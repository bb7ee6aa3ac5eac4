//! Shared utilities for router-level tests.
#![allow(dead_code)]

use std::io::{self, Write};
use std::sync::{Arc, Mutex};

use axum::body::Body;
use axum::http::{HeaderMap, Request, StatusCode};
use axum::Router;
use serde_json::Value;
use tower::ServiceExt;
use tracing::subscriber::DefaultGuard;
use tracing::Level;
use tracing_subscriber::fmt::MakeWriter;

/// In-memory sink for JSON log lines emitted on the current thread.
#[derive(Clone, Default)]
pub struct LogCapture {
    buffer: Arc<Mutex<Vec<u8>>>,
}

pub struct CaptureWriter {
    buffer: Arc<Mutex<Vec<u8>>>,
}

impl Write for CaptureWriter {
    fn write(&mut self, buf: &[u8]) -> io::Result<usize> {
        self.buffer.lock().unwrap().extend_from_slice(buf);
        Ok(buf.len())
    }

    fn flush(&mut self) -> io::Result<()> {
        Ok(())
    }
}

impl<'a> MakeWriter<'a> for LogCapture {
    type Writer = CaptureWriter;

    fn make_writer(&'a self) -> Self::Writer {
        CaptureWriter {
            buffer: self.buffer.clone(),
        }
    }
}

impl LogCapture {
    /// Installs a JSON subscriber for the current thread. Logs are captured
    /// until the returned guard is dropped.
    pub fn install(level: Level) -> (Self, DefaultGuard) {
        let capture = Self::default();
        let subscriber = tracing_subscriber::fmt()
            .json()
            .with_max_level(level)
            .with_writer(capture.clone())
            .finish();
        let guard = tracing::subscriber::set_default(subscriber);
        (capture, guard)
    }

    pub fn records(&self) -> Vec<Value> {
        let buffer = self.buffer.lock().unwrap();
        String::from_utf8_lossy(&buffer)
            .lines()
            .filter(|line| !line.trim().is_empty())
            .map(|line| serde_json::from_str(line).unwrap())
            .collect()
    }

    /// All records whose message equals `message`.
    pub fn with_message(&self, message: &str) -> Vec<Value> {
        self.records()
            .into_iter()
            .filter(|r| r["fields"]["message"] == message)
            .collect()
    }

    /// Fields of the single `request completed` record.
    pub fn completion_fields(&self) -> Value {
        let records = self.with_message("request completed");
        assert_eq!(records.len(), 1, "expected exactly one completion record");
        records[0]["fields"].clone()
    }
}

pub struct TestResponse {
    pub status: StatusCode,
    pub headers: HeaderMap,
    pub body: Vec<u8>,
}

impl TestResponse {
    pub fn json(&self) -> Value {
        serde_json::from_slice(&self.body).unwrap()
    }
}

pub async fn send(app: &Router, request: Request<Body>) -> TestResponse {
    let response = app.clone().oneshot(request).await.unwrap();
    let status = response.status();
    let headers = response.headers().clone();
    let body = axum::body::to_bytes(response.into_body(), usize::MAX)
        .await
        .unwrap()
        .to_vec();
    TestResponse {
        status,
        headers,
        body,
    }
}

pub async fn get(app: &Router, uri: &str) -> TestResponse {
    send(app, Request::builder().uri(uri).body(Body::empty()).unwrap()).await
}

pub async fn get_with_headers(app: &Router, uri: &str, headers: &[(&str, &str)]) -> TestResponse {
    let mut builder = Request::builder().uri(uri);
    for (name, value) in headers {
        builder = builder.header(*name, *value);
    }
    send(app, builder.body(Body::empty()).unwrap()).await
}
++++++
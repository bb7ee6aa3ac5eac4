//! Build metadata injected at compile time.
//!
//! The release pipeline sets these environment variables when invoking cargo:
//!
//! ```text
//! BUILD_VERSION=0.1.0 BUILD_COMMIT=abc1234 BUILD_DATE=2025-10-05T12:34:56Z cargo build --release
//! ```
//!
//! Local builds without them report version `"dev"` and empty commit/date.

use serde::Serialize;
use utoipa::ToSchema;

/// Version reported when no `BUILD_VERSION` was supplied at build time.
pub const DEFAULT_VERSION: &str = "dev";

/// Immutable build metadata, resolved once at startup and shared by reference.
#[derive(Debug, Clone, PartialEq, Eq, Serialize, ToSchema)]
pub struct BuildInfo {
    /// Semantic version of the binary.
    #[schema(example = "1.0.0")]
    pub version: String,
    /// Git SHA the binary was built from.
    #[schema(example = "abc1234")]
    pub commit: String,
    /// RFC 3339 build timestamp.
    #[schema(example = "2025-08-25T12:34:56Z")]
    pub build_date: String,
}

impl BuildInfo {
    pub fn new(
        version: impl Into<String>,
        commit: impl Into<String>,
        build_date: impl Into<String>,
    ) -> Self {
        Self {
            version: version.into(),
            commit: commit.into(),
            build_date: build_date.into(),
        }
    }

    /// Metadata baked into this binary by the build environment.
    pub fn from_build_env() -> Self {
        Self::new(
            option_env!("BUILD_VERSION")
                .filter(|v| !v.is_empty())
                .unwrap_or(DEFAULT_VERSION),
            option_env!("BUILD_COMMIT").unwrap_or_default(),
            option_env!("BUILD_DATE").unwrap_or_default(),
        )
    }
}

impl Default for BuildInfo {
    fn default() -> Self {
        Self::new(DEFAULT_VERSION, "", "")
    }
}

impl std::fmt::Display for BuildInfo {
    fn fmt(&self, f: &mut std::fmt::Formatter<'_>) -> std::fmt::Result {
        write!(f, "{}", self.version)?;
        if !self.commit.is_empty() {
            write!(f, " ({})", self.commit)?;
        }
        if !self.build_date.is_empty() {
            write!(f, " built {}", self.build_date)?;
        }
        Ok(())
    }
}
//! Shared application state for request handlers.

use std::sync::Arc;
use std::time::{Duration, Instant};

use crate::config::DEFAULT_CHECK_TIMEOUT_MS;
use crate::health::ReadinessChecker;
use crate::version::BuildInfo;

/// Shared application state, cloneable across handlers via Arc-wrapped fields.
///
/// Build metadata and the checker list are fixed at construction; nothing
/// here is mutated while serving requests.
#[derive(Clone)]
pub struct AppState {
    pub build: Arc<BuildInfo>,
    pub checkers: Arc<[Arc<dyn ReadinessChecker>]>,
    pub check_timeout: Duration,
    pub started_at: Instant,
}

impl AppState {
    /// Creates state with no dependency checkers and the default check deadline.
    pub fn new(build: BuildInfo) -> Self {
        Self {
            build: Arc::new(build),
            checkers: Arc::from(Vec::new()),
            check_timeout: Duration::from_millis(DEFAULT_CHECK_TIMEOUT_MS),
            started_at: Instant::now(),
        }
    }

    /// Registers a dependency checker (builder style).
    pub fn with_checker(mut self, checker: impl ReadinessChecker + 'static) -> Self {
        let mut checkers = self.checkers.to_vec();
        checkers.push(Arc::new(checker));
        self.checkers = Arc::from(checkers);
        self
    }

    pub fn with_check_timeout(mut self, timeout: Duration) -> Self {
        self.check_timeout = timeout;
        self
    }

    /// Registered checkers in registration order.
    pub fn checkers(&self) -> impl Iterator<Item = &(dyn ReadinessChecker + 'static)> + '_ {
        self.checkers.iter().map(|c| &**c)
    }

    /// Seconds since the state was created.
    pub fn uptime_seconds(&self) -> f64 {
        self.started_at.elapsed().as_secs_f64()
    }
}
++++++
Please copy each line of the records above in which the word "cargo" can be found.

__EXERCISE SOLUTION__
//! The release pipeline sets these environment variables when invoking cargo:
//! BUILD_VERSION=0.1.0 BUILD_COMMIT=abc1234 BUILD_DATE=2025-10-05T12:34:56Z cargo build --release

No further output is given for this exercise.